■ **Your instructions**
Line by line, write out the material exactly.

(Beginning of The input)

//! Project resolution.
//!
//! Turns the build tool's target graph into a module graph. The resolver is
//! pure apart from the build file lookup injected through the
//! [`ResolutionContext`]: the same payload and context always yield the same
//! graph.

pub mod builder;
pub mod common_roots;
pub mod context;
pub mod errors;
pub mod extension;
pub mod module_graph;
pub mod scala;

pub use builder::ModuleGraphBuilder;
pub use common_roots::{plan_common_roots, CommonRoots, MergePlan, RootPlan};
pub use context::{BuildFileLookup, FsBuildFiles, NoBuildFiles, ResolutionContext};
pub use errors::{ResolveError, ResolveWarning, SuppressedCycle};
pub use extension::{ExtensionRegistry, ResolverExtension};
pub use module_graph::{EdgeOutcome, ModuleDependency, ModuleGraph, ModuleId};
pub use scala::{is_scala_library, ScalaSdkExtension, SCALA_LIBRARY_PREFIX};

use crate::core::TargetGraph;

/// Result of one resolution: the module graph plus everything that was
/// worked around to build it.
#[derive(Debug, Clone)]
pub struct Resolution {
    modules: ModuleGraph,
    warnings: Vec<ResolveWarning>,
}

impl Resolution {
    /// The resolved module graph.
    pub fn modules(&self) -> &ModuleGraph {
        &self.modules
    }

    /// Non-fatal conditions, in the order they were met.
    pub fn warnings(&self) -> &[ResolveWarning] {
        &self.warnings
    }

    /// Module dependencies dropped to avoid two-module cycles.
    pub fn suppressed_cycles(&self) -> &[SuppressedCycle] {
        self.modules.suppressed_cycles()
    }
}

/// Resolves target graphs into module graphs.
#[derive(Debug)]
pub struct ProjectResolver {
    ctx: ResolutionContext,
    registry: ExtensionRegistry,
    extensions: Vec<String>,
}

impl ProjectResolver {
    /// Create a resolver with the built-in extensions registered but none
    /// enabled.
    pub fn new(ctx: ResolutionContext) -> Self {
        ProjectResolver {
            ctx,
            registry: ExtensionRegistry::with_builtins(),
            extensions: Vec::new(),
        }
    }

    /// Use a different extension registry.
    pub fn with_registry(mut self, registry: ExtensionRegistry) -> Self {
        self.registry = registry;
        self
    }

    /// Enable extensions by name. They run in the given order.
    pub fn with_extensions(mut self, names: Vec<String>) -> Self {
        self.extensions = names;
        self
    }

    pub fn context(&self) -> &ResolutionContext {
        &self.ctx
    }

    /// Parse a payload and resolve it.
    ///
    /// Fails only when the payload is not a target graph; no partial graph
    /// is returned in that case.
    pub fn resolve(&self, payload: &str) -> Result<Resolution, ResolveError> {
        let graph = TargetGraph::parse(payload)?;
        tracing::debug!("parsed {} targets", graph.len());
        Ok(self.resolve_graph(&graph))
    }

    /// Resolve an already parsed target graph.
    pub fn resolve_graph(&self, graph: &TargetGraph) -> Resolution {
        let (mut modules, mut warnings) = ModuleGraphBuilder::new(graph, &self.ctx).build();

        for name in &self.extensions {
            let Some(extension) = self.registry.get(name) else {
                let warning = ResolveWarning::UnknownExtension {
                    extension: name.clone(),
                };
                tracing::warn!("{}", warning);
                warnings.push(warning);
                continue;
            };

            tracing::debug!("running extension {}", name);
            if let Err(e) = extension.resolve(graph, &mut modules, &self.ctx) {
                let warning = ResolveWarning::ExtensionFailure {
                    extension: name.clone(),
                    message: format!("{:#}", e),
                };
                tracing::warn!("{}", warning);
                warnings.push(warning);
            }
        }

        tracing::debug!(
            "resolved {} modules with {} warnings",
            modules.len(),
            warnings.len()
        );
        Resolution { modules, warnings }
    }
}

(End of The input)

■ **Exercise output**
//! Project resolution.
//!
//! Turns the build tool's target graph into a module graph. The resolver is
//! pure apart from the build file lookup injected through the
//! [`ResolutionContext`]: the same payload and context always yield the same
//! graph.

pub mod builder;
pub mod common_roots;
pub mod context;
pub mod errors;
pub mod extension;
pub mod module_graph;
pub mod scala;

pub use builder::ModuleGraphBuilder;
pub use common_roots::{plan_common_roots, CommonRoots, MergePlan, RootPlan};
pub use context::{BuildFileLookup, FsBuildFiles, NoBuildFiles, ResolutionContext};
pub use errors::{ResolveError, ResolveWarning, SuppressedCycle};
pub use extension::{ExtensionRegistry, ResolverExtension};
pub use module_graph::{EdgeOutcome, ModuleDependency, ModuleGraph, ModuleId};
pub use scala::{is_scala_library, ScalaSdkExtension, SCALA_LIBRARY_PREFIX};

use crate::core::TargetGraph;

/// Result of one resolution: the module graph plus everything that was
/// worked around to build it.
#[derive(Debug, Clone)]
pub struct Resolution {
    modules: ModuleGraph,
    warnings: Vec<ResolveWarning>,
}

impl Resolution {
    /// The resolved module graph.
    pub fn modules(&self) -> &ModuleGraph {
        &self.modules
    }

    /// Non-fatal conditions, in the order they were met.
    pub fn warnings(&self) -> &[ResolveWarning] {
        &self.warnings
    }

    /// Module dependencies dropped to avoid two-module cycles.
    pub fn suppressed_cycles(&self) -> &[SuppressedCycle] {
        self.modules.suppressed_cycles()
    }
}

/// Resolves target graphs into module graphs.
#[derive(Debug)]
pub struct ProjectResolver {
    ctx: ResolutionContext,
    registry: ExtensionRegistry,
    extensions: Vec<String>,
}

impl ProjectResolver {
    /// Create a resolver with the built-in extensions registered but none
    /// enabled.
    pub fn new(ctx: ResolutionContext) -> Self {
        ProjectResolver {
            ctx,
            registry: ExtensionRegistry::with_builtins(),
            extensions: Vec::new(),
        }
    }

    /// Use a different extension registry.
    pub fn with_registry(mut self, registry: ExtensionRegistry) -> Self {
        self.registry = registry;
        self
    }

    /// Enable extensions by name. They run in the given order.
    pub fn with_extensions(mut self, names: Vec<String>) -> Self {
        self.extensions = names;
        self
    }

    pub fn context(&self) -> &ResolutionContext {
        &self.ctx
    }

    /// Parse a payload and resolve it.
    ///
    /// Fails only when the payload is not a target graph; no partial graph
    /// is returned in that case.
    pub fn resolve(&self, payload: &str) -> Result<Resolution, ResolveError> {
        let graph = TargetGraph::parse(payload)?;
        tracing::debug!("parsed {} targets", graph.len());
        Ok(self.resolve_graph(&graph))
    }

    /// Resolve an already parsed target graph.
    pub fn resolve_graph(&self, graph: &TargetGraph) -> Resolution {
        let (mut modules, mut warnings) = ModuleGraphBuilder::new(graph, &self.ctx).build();

        for name in &self.extensions {
            let Some(extension) = self.registry.get(name) else {
                let warning = ResolveWarning::UnknownExtension {
                    extension: name.clone(),
                };
                tracing::warn!("{}", warning);
                warnings.push(warning);
                continue;
            };

            tracing::debug!("running extension {}", name);
            if let Err(e) = extension.resolve(graph, &mut modules, &self.ctx) {
                let warning = ResolveWarning::ExtensionFailure {
                    extension: name.clone(),
                    message: format!("{:#}", e),
                };
                tracing::warn!("{}", warning);
                warnings.push(warning);
            }
        }

        tracing::debug!(
            "resolved {} modules with {} warnings",
            modules.len(),
            warnings.len()
        );
        Resolution { modules, warnings }
    }
}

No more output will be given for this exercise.